* INFORMATION SHOWN *

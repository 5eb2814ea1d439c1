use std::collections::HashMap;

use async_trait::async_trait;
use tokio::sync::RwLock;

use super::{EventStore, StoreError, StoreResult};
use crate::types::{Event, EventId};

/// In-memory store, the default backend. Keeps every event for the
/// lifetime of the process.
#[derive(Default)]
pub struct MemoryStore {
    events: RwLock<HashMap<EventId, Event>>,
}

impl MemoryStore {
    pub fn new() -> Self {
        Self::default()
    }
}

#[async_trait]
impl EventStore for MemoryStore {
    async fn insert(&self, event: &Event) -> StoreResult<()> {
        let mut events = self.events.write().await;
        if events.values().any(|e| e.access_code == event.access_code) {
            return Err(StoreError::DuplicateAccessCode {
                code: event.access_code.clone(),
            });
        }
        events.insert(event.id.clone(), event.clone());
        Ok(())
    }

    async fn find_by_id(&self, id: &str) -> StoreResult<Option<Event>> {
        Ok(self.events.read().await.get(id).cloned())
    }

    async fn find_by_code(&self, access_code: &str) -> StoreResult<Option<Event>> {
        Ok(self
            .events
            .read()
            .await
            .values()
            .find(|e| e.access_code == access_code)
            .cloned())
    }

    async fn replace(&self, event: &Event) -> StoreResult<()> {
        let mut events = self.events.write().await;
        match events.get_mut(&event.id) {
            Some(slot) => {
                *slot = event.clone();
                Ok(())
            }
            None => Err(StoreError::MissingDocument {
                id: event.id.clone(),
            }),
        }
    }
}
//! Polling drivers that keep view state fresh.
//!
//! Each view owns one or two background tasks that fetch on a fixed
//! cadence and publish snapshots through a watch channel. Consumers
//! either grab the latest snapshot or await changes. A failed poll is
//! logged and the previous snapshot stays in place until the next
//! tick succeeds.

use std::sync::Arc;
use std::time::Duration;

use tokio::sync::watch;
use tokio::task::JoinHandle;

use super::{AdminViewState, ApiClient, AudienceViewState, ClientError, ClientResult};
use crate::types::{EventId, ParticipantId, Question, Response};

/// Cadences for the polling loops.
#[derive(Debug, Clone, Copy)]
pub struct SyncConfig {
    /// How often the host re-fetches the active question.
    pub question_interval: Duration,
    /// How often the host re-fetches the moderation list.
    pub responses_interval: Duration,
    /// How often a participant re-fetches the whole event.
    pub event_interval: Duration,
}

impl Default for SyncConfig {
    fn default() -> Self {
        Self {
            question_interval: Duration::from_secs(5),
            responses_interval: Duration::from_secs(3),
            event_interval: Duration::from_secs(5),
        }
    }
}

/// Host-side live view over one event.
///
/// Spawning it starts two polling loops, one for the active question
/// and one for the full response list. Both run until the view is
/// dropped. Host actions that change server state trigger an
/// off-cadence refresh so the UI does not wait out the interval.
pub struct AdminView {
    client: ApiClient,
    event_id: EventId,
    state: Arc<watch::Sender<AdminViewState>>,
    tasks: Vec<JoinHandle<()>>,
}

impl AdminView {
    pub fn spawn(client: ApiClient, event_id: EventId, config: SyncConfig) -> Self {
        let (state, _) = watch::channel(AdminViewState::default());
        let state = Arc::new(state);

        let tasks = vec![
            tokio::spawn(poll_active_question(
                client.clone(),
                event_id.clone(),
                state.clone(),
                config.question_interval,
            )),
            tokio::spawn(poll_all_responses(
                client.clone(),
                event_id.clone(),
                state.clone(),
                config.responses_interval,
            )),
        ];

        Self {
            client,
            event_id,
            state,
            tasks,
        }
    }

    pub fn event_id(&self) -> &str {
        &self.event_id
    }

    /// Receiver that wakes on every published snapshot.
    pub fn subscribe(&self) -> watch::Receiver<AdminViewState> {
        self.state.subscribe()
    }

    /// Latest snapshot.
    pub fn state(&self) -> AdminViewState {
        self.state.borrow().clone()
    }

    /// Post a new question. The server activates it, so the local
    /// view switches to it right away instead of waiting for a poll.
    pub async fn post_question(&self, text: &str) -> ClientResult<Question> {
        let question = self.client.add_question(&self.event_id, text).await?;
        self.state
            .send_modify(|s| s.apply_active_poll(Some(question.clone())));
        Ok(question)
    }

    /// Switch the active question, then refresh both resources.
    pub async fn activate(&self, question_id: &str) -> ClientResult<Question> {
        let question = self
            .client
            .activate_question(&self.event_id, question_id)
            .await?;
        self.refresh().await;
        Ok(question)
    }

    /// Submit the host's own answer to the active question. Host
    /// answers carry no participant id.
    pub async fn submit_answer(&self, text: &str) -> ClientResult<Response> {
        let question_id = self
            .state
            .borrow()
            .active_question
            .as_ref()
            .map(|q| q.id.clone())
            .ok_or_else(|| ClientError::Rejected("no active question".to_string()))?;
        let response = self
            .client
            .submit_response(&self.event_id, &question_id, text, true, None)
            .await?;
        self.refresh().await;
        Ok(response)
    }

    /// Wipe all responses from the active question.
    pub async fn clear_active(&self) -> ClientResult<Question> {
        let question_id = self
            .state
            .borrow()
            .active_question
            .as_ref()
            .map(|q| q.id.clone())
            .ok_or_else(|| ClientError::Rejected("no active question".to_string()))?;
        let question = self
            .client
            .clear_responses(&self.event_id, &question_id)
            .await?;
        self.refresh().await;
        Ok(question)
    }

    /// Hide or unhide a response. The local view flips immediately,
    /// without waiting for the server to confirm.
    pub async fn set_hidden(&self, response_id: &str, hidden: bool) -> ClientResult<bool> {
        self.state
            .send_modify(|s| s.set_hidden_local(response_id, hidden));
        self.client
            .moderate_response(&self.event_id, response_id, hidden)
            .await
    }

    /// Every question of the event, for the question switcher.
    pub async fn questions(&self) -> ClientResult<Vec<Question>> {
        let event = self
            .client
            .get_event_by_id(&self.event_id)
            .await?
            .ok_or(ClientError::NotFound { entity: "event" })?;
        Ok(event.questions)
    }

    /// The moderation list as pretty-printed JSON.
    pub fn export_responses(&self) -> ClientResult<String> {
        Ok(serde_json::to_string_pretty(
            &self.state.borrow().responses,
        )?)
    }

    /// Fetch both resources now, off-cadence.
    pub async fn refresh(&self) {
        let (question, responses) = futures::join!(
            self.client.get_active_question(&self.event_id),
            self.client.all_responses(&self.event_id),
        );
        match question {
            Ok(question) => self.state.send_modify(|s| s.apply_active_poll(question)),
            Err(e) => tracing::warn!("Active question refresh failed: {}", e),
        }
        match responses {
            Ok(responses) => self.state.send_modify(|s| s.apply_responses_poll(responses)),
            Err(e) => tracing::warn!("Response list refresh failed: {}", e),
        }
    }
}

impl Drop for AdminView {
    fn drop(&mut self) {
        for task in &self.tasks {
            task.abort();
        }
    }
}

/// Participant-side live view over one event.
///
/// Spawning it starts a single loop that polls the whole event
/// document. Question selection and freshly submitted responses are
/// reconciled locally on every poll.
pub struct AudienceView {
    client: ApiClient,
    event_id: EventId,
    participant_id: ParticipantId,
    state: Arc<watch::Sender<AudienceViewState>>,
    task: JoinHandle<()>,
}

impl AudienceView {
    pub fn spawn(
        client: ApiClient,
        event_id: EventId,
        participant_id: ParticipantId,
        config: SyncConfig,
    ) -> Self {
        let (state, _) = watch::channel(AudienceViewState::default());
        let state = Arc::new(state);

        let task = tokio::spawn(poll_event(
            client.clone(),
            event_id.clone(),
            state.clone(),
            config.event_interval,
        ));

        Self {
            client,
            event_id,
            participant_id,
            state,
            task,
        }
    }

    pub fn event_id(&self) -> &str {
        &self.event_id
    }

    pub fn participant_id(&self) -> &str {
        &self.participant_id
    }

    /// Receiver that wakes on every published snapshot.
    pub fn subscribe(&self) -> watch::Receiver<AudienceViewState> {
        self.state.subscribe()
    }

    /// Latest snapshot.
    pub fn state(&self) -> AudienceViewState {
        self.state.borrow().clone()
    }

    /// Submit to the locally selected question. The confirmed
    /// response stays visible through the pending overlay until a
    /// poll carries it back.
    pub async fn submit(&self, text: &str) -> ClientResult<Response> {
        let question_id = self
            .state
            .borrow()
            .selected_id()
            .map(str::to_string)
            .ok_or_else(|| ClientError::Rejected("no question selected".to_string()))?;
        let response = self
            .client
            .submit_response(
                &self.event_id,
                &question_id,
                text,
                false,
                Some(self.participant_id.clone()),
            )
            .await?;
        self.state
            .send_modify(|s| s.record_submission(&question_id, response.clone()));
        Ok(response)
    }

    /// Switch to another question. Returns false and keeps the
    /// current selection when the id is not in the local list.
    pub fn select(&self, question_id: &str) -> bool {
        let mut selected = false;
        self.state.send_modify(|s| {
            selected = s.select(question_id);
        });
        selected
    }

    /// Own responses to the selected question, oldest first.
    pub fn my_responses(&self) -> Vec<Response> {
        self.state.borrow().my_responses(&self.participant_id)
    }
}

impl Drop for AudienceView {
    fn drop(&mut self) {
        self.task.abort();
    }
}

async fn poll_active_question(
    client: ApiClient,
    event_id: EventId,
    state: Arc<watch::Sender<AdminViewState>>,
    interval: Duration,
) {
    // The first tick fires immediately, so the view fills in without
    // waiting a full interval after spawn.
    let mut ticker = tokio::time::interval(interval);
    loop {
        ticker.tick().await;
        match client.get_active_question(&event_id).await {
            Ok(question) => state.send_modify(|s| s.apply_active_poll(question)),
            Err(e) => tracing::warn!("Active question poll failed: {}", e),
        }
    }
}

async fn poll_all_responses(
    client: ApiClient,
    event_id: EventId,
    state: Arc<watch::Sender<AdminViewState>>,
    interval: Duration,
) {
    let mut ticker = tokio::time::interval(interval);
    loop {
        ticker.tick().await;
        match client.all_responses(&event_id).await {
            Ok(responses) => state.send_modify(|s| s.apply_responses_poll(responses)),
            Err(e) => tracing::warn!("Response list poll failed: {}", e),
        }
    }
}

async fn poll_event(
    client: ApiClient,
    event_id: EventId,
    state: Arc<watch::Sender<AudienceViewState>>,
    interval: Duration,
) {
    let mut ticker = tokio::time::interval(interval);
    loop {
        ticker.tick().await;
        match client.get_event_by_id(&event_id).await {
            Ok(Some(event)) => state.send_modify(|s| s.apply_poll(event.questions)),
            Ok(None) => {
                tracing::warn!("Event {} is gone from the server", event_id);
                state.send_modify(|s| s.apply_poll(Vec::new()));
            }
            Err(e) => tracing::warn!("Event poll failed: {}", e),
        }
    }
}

--

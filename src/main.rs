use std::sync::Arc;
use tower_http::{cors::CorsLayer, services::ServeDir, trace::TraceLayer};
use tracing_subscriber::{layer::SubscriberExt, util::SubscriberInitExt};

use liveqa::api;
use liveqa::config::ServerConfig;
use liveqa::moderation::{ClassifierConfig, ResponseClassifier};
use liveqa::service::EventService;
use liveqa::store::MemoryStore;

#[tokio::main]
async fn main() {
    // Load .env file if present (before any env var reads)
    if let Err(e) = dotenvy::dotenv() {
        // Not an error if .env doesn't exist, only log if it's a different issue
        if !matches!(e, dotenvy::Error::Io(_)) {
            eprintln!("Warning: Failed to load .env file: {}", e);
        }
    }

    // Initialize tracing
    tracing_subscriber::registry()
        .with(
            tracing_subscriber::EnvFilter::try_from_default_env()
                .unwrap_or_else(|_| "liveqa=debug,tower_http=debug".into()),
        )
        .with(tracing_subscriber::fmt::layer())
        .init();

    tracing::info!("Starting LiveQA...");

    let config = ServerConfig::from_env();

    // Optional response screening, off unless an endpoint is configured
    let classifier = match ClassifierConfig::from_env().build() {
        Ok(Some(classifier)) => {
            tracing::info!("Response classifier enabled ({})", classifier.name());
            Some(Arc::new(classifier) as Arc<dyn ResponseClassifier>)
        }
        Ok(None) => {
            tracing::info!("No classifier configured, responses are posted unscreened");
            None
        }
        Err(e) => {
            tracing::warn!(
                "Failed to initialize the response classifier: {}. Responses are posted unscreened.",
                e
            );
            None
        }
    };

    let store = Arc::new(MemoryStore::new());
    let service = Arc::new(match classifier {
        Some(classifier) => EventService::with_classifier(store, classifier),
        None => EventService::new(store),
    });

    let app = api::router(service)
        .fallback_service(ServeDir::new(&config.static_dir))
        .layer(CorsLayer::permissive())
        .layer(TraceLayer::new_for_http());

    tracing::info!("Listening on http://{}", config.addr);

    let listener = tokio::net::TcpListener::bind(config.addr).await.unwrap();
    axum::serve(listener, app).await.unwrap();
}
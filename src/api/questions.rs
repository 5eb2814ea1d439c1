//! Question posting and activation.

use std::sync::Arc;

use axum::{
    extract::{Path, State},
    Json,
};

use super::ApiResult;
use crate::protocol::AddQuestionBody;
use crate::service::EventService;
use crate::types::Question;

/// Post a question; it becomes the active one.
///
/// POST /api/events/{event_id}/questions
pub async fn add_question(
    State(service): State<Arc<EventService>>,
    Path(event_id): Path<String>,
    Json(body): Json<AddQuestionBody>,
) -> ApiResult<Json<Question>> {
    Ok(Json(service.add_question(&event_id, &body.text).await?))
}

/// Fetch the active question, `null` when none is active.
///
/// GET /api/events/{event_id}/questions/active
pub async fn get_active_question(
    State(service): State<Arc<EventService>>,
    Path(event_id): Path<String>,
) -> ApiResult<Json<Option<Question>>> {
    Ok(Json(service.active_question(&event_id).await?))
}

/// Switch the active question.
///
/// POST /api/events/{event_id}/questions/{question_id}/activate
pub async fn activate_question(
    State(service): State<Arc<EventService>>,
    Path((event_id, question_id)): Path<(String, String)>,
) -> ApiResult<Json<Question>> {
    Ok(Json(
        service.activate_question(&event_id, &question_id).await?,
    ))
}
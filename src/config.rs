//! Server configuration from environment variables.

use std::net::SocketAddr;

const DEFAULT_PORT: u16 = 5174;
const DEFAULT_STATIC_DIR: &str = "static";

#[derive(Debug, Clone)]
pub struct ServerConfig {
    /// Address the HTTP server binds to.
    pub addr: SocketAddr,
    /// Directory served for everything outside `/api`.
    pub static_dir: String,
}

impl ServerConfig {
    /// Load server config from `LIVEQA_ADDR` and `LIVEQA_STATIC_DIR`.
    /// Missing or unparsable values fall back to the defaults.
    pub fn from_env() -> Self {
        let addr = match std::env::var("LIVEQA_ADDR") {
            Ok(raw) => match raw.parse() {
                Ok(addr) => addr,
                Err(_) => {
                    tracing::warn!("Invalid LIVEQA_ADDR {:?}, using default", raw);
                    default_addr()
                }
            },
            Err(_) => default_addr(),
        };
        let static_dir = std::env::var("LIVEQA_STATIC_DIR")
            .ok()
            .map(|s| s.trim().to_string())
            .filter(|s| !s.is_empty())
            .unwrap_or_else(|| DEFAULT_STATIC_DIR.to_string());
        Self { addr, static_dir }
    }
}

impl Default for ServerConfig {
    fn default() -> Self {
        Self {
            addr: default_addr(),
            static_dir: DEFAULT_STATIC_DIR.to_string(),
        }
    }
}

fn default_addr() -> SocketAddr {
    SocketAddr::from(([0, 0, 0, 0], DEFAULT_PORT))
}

==

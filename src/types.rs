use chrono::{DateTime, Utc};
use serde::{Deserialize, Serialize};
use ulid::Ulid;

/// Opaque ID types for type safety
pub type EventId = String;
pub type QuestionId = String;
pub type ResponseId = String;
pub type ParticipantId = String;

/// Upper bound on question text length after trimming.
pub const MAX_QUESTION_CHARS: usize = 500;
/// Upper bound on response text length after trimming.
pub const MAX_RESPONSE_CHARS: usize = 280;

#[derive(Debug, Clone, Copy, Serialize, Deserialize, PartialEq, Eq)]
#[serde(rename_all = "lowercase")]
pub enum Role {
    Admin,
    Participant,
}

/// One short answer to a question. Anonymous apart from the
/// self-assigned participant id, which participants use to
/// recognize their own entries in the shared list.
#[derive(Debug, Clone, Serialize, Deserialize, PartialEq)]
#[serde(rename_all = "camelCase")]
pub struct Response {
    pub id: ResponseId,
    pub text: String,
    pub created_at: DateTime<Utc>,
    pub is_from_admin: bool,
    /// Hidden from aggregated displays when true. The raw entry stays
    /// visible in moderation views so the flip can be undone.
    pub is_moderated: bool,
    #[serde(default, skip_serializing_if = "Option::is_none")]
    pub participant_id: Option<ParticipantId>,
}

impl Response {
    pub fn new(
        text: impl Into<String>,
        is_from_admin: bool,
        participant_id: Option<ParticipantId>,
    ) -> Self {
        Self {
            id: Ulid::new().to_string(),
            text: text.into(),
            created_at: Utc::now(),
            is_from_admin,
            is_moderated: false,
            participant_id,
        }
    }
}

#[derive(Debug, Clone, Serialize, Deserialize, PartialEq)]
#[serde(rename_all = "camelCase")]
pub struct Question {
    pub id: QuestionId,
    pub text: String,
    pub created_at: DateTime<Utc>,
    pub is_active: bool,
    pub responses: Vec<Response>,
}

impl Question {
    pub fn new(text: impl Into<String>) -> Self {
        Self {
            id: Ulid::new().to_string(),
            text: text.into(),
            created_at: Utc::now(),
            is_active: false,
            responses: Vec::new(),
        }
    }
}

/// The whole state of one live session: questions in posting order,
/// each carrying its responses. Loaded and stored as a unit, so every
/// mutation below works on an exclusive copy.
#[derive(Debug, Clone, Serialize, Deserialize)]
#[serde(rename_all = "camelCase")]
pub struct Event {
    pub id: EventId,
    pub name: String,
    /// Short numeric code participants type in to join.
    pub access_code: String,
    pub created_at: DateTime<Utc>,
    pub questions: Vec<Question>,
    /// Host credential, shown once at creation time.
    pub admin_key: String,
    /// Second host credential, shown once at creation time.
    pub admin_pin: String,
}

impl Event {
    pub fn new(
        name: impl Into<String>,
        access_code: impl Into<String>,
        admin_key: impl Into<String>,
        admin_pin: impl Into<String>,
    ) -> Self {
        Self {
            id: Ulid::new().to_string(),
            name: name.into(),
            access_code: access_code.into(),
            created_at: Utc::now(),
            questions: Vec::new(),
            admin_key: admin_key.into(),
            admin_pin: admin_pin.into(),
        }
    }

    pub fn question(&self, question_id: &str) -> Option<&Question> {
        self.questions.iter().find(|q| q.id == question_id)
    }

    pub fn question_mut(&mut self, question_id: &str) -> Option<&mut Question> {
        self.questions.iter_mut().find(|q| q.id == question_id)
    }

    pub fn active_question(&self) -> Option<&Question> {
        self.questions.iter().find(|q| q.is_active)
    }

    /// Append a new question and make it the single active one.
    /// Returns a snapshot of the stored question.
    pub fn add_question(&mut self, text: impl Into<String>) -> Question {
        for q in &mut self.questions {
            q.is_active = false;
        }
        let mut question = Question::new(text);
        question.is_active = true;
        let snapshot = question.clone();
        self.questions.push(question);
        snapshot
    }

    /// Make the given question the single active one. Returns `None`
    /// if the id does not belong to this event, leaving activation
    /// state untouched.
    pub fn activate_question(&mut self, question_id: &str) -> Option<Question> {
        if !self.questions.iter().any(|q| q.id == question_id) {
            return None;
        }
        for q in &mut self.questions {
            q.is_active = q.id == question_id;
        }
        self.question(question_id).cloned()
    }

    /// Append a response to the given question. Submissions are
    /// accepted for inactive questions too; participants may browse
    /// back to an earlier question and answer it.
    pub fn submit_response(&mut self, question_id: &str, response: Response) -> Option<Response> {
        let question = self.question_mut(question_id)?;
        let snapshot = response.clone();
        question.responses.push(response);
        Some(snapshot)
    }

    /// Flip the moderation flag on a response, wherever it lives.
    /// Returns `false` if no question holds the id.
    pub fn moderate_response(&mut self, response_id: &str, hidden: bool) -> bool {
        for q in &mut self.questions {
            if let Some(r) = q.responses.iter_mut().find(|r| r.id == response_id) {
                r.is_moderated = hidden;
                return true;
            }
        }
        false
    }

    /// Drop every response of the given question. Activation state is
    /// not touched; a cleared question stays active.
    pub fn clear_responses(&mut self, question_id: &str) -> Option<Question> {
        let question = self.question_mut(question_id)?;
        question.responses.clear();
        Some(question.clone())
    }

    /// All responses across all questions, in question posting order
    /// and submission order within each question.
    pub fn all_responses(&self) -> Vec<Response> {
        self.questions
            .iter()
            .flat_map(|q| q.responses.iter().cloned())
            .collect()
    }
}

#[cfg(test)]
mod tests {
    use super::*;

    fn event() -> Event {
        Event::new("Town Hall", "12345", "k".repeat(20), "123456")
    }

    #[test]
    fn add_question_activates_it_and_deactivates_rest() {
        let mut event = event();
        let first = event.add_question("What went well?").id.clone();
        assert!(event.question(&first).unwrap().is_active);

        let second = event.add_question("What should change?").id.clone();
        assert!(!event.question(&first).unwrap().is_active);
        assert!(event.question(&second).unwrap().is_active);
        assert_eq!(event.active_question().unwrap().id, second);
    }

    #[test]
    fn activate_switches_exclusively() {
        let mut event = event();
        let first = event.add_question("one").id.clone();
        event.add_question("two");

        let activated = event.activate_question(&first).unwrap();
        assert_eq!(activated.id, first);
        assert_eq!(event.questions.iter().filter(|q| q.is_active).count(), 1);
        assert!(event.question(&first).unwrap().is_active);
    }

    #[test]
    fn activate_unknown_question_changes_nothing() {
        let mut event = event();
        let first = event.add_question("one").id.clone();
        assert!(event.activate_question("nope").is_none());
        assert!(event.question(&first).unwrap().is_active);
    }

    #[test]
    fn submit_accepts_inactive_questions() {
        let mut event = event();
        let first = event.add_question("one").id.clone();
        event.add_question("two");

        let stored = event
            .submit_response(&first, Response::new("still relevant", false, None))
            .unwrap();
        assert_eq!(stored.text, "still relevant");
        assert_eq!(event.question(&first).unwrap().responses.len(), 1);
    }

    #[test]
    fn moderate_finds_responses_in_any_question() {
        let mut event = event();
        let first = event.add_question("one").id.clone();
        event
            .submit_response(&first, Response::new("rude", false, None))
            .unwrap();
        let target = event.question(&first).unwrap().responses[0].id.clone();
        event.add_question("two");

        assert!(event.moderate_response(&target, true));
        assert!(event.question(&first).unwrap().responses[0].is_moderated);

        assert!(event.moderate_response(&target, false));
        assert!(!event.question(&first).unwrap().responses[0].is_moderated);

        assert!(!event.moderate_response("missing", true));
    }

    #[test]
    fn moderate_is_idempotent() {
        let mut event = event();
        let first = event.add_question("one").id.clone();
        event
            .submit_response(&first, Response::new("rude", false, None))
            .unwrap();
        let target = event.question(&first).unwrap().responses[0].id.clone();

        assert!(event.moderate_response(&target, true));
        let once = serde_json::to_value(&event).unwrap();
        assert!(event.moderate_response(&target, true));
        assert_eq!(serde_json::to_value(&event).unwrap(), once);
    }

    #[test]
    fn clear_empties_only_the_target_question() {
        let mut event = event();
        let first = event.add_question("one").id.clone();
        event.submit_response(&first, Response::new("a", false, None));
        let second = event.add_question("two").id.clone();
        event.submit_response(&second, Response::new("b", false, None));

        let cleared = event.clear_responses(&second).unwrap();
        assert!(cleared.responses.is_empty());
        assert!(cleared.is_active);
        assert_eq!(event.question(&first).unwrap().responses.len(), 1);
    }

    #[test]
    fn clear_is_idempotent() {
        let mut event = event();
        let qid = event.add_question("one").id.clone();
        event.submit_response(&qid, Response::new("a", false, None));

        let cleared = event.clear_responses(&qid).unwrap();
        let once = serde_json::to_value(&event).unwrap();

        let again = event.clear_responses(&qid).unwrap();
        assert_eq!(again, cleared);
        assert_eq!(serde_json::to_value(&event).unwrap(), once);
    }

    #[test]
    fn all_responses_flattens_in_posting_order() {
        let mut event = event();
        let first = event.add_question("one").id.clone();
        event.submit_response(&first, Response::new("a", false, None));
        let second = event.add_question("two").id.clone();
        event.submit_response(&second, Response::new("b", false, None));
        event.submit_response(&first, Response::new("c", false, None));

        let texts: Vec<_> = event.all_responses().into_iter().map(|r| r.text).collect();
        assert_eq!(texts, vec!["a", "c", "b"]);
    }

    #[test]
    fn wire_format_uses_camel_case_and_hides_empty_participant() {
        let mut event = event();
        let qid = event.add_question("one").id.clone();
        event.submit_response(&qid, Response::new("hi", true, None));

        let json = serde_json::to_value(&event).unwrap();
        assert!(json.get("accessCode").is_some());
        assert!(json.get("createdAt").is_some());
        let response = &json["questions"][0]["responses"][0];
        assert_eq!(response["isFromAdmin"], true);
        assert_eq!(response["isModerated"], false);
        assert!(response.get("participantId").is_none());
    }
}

* WORK ITEM *
From the records above, copy each line where the word "RwLock" can be found.

* WRITTEN SOLUTION *
use tokio::sync::RwLock;
    events: RwLock<HashMap<EventId, Event>>,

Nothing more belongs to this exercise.